Hyacinthe, who studied interior design in college, has completed a number of restaurant projects and, most recently, launched Bijoux, an intimate speakeasy lounge in the Little Italy section of Manhattan.
Fresh off a busy New York Fashion Week, Hyacinthe shares his background and what led to this latest endeavor.
What led you to become a fashion photographer?
DH: While working on an art project, I decided to learn photography to combine the medium with painting for a Pictorialism installation. My passion for photography grew during the trials and tribulations of self-teaching. Fashion just happened accidentally.

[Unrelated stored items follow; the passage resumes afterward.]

use std::fmt;
use std::path::PathBuf;

use askama::Template;

use crate::features::StorageKind;
use crate::routes::RouteTable;
use crate::schema::{EntityModel, InputKind};

use super::templates::{
    AlertModelTemplate, AlertStoreTemplate, AuthGuardTemplate, AuthInterceptorTemplate,
    AuthServiceTemplateData, ColumnView, ConfigModelTemplate, ConfigTemplateData,
    DownloadImplTemplate, EditComponentTemplateData, EditCssTemplate, EditHtmlTemplateData,
    FieldView, ImageBlockTemplate, ListComponentTemplateData, ListCssTemplate,
    ListHtmlTemplateData, LoginComponentTemplate, LoginCssTemplate, LoginHtmlTemplate,
    ModelTemplateData, PasswordBlockTemplate, PasswordInitTemplate, PasswordPayloadTemplateData,
    RequestResetComponentTemplate, RequestResetCssTemplate, RequestResetHtmlTemplate,
    ResetPasswordComponentTemplate, ResetPasswordCssTemplate, ResetPasswordHtmlTemplate,
    RoutesTemplateData, ServiceTemplateData, ServiceUploadTemplate, TokenStoreTemplateData,
    UploadImplTemplate,
};

/// Base URL baked into generated apps when none is configured.
pub const DEFAULT_BASE_URL: &str = "http://localhost:3000";

/// Password column targeted by the password-change payload when the entity
/// declares no password-input field of its own.
const DEFAULT_PASSWORD_FIELD: &str = "ds_senha_hash";

/// Canonical model missing a structurally required element at render time.
///
/// Fatal for that entity only; sibling entities keep composing. The normal
/// pipeline never produces such a model (the normalizer synthesizes fields
/// and always resolves a key), so this guards direct callers of the composer.
#[derive(Debug, Clone, PartialEq, Eq)]
pub struct IncompleteModelError {
    /// Entity type name.
    pub entity: String,
    /// What the model is missing.
    pub reason: String,
}

impl IncompleteModelError {
    fn new(entity: &str, reason: impl Into<String>) -> Self {
        IncompleteModelError {
            entity: entity.to_string(),
            reason: reason.into(),
        }
    }
}

impl fmt::Display for IncompleteModelError {
    fn fmt(&self, f: &mut fmt::Formatter<'_>) -> fmt::Result {
        write!(f, "entity '{}' cannot be composed: {}", self.entity, self.reason)
    }
}

impl std::error::Error for IncompleteModelError {}

/// Output role of a rendered artifact. Scope filtering keys on this.
#[derive(Debug, Clone, Copy, PartialEq, Eq)]
pub enum ArtifactRole {
    Model,
    Service,
    View,
    Shared,
    Auth,
    Routes,
}

/// One rendered artifact: output path relative to the base directory plus
/// final contents. Composition never touches the filesystem.
#[derive(Debug, Clone)]
pub struct Artifact {
    pub path: PathBuf,
    pub contents: String,
    pub role: ArtifactRole,
}

// Pre-rendered blocks splice into a slot that sits alone on its own template
// line; the slot supplies the trailing newline.
fn block(rendered: String) -> String {
    rendered.trim_end().to_string()
}

fn password_field(entity: &EntityModel) -> String {
    entity
        .fields
        .iter()
        .find(|f| f.input == InputKind::Password)
        .map(|f| f.name.clone())
        .unwrap_or_else(|| DEFAULT_PASSWORD_FIELD.to_string())
}

/// Compose the per-entity artifact set: model, service, list view, edit view,
/// and their stylesheets.
///
/// Every slot is filled exclusively from the canonical model. Inactive
/// feature blocks render as empty slots rather than being cut out of the
/// template, so output shape does not depend on feature combinations.
///
/// # Errors
///
/// Returns [`IncompleteModelError`] when the model has no fields or no
/// resolved primary key; composition refuses to emit references to
/// undefined fields.
pub fn compose_entity(entity: &EntityModel) -> anyhow::Result<Vec<Artifact>> {
    let names = &entity.names;
    if entity.fields.is_empty() {
        return Err(IncompleteModelError::new(&names.type_name, "field list is empty").into());
    }
    let pk = entity
        .primary_key()
        .ok_or_else(|| IncompleteModelError::new(&names.type_name, "no primary key resolved"))?;

    let features = &entity.features;
    let fields: Vec<FieldView> = entity.fields.iter().map(FieldView::from).collect();
    let columns: Vec<ColumnView> = entity
        .listed_fields()
        .iter()
        .map(|f| ColumnView {
            name: f.name.clone(),
            label: f.label.clone(),
        })
        .collect();
    let displayed_columns = columns
        .iter()
        .map(|c| format!("'{}'", c.name))
        .chain(std::iter::once("'_actions'".to_string()))
        .collect::<Vec<_>>()
        .join(", ");
    let page_sizes = format!(
        "[{}]",
        features
            .page_sizes
            .iter()
            .map(u32::to_string)
            .collect::<Vec<_>>()
            .join(", ")
    );

    let upload_block = if features.file_upload {
        block(ServiceUploadTemplate.render()?)
    } else {
        String::new()
    };
    let password_init = if features.password_change {
        block(PasswordInitTemplate.render()?)
    } else {
        String::new()
    };
    let password_payload = if features.password_change {
        block(
            PasswordPayloadTemplateData {
                password_field: password_field(entity),
            }
            .render()?,
        )
    } else {
        String::new()
    };
    let upload_impl = if features.file_upload {
        block(UploadImplTemplate.render()?)
    } else {
        "    // upload não habilitado para esta entidade".to_string()
    };
    let download_impl = if features.file_upload {
        block(DownloadImplTemplate.render()?)
    } else {
        "    // download não habilitado para esta entidade".to_string()
    };
    let image_url = if features.file_upload {
        format!("          this.imgUrl = `/{}/img/${{id}}` as any;", names.slug)
    } else {
        String::new()
    };
    let password_block = if features.password_change {
        block(PasswordBlockTemplate.render()?)
    } else {
        String::new()
    };
    let image_block = if features.file_upload {
        block(ImageBlockTemplate.render()?)
    } else {
        String::new()
    };

    let component_dir = PathBuf::from("componentes").join(&names.slug);
    let mut artifacts = Vec::with_capacity(8);
    artifacts.push(Artifact {
        path: PathBuf::from("shared/models").join(format!("{}.model.ts", names.slug)),
        contents: ModelTemplateData {
            type_name: names.type_name.clone(),
            fields: fields.clone(),
        }
        .render()?,
        role: ArtifactRole::Model,
    });
    artifacts.push(Artifact {
        path: PathBuf::from("services").join(format!("{}.service.ts", names.file_stem)),
        contents: ServiceTemplateData {
            type_name: names.type_name.clone(),
            slug: names.slug.clone(),
            upload_block,
        }
        .render()?,
        role: ArtifactRole::Service,
    });
    artifacts.push(Artifact {
        path: component_dir.join(format!("listar.{}.ts", names.slug)),
        contents: ListComponentTemplateData {
            type_name: names.type_name.clone(),
            slug: names.slug.clone(),
            file_stem: names.file_stem.clone(),
            segment: names.route_segment.clone(),
            pk: pk.name.clone(),
            displayed_columns,
            page_sizes,
            pagination: features.pagination,
        }
        .render()?,
        role: ArtifactRole::View,
    });
    artifacts.push(Artifact {
        path: component_dir.join(format!("listar.{}.html", names.slug)),
        contents: ListHtmlTemplateData {
            type_name: names.type_name.clone(),
            segment: names.route_segment.clone(),
            columns,
            pagination: features.pagination,
        }
        .render()?,
        role: ArtifactRole::View,
    });
    artifacts.push(Artifact {
        path: component_dir.join(format!("listar.{}.css", names.slug)),
        contents: ListCssTemplate.render()?,
        role: ArtifactRole::View,
    });
    artifacts.push(Artifact {
        path: component_dir.join(format!("inserir.editar.{}.ts", names.slug)),
        contents: EditComponentTemplateData {
            type_name: names.type_name.clone(),
            slug: names.slug.clone(),
            file_stem: names.file_stem.clone(),
            segment: names.route_segment.clone(),
            fields,
            password_init,
            password_payload,
            upload_impl,
            download_impl,
            image_url,
        }
        .render()?,
        role: ArtifactRole::View,
    });
    artifacts.push(Artifact {
        path: component_dir.join(format!("inserir.editar.{}.html", names.slug)),
        contents: EditHtmlTemplateData {
            type_name: names.type_name.clone(),
            fields: entity.fields.iter().map(FieldView::from).collect(),
            password_block,
            image_block,
        }
        .render()?,
        role: ArtifactRole::View,
    });
    artifacts.push(Artifact {
        path: component_dir.join(format!("inserir.editar.{}.css", names.slug)),
        contents: EditCssTemplate.render()?,
        role: ArtifactRole::View,
    });
    Ok(artifacts)
}

/// Compose the batch-level shared artifacts: runtime config and the alert
/// store every generated component imports.
pub fn compose_shared(base_url: &str) -> anyhow::Result<Vec<Artifact>> {
    Ok(vec![
        Artifact {
            path: PathBuf::from("shared/models/config.model.ts"),
            contents: ConfigModelTemplate.render()?,
            role: ArtifactRole::Shared,
        },
        Artifact {
            path: PathBuf::from("shared/models/config.ts"),
            contents: ConfigTemplateData {
                base_url: base_url.to_string(),
            }
            .render()?,
            role: ArtifactRole::Shared,
        },
        Artifact {
            path: PathBuf::from("shared/models/alert.model.ts"),
            contents: AlertModelTemplate.render()?,
            role: ArtifactRole::Shared,
        },
        Artifact {
            path: PathBuf::from("services/alert.store.ts"),
            contents: AlertStoreTemplate.render()?,
            role: ArtifactRole::Shared,
        },
    ])
}

/// Compose the auth artifact set: token store, bearer interceptor, auth
/// service, route guard, and the login/reset screens. Emitted once per batch
/// no matter how many entities requested auth.
pub fn compose_auth(api_prefix: &str, storage: StorageKind) -> anyhow::Result<Vec<Artifact>> {
    let auth_dir = PathBuf::from("auth");
    let mut artifacts = Vec::with_capacity(13);
    artifacts.push(Artifact {
        path: auth_dir.join("token.store.ts"),
        contents: TokenStoreTemplateData {
            storage_global: storage.ts_global().to_string(),
        }
        .render()?,
        role: ArtifactRole::Auth,
    });
    artifacts.push(Artifact {
        path: auth_dir.join("auth.interceptor.ts"),
        contents: AuthInterceptorTemplate.render()?,
        role: ArtifactRole::Auth,
    });
    artifacts.push(Artifact {
        path: auth_dir.join("auth.service.ts"),
        contents: AuthServiceTemplateData {
            api_prefix: api_prefix.to_string(),
        }
        .render()?,
        role: ArtifactRole::Auth,
    });
    artifacts.push(Artifact {
        path: auth_dir.join("auth.guard.ts"),
        contents: AuthGuardTemplate.render()?,
        role: ArtifactRole::Auth,
    });
    artifacts.push(Artifact {
        path: auth_dir.join("login.ts"),
        contents: LoginComponentTemplate.render()?,
        role: ArtifactRole::Auth,
    });
    artifacts.push(Artifact {
        path: auth_dir.join("login.html"),
        contents: LoginHtmlTemplate.render()?,
        role: ArtifactRole::Auth,
    });
    artifacts.push(Artifact {
        path: auth_dir.join("login.css"),
        contents: LoginCssTemplate.render()?,
        role: ArtifactRole::Auth,
    });
    artifacts.push(Artifact {
        path: auth_dir.join("request-reset.ts"),
        contents: RequestResetComponentTemplate.render()?,
        role: ArtifactRole::Auth,
    });
    artifacts.push(Artifact {
        path: auth_dir.join("request-reset.html"),
        contents: RequestResetHtmlTemplate.render()?,
        role: ArtifactRole::Auth,
    });
    artifacts.push(Artifact {
        path: auth_dir.join("request-reset.css"),
        contents: RequestResetCssTemplate.render()?,
        role: ArtifactRole::Auth,
    });
    artifacts.push(Artifact {
        path: auth_dir.join("reset-password.ts"),
        contents: ResetPasswordComponentTemplate.render()?,
        role: ArtifactRole::Auth,
    });
    artifacts.push(Artifact {
        path: auth_dir.join("reset-password.html"),
        contents: ResetPasswordHtmlTemplate.render()?,
        role: ArtifactRole::Auth,
    });
    artifacts.push(Artifact {
        path: auth_dir.join("reset-password.css"),
        contents: ResetPasswordCssTemplate.render()?,
        role: ArtifactRole::Auth,
    });
    Ok(artifacts)
}

/// Render the aggregated routing table for the whole batch.
pub fn compose_routes(table: &RouteTable) -> anyhow::Result<Artifact> {
    Ok(Artifact {
        path: PathBuf::from("app.routes.ts"),
        contents: RoutesTemplateData {
            entries: table.entries.clone(),
            guarded: table.guarded,
            default_redirect: table.default_redirect.clone(),
        }
        .render()?,
        role: ArtifactRole::Routes,
    })
}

How did you get into interior design?Â
DH: I switched from [studying] architecture to interior design as a cop out, because I had started promoting parties while attending college in Miami. I figured it would be easier while remaining in the same field. My first design project was a 1,200-square-foot club in Miami. The owner found out I was going to school to be an interior designer while having a lot of success as a club promoter and figured he could kill two birds with one stone by hiring me.
How does your experience as a photographer inform your design projects?
DH: Fashion photography has taken me to many places with a different eye. I have to pay attention to spaces and venues as a setting when I shoot a subject in order to make the environment look as luxurious as possible. I shoot high fashion so luxury is a must in any setting, so those are the interiors I create as well.
Tell us about your new lounge, Bijoux.
DH: Bijoux is a project that’s close to the heart. My partner Kyky [Conille] and I [first created] a Bijoux 15 years back (which I also designed). While being a very beautiful and successful project, Bijoux was one of our first forays into the restaurant scene. The timing was wrong as we opened two weeks into the financial crisis of 2008. It closed later that year.
What inspired the design for the new iteration of Bijoux?
DH: When we found this new space, we both said it needed to be Bijoux 2.0. The original Bijoux was all black-on-black décor with leather couches and hints of Bordeaux in the space. Both clubs were designed to feel like a speakeasy with a hidden door, tucked away from the street.
Bijoux 2.0 is chocolate brown with hints of red—including the door. Chocolate brown velvet couches, antique chairs, and stained glass lamps complement warm, dark wood paneling. Both the former and the new Bijoux spaces were designed to feel elevated, exclusive, and sexy, but 2.0 is an update on the look of the former.
What’s next?
DH: The goal is to develop Bijoux into a global brand. Small, sexy, luxurious, and super-exclusive speakeasy.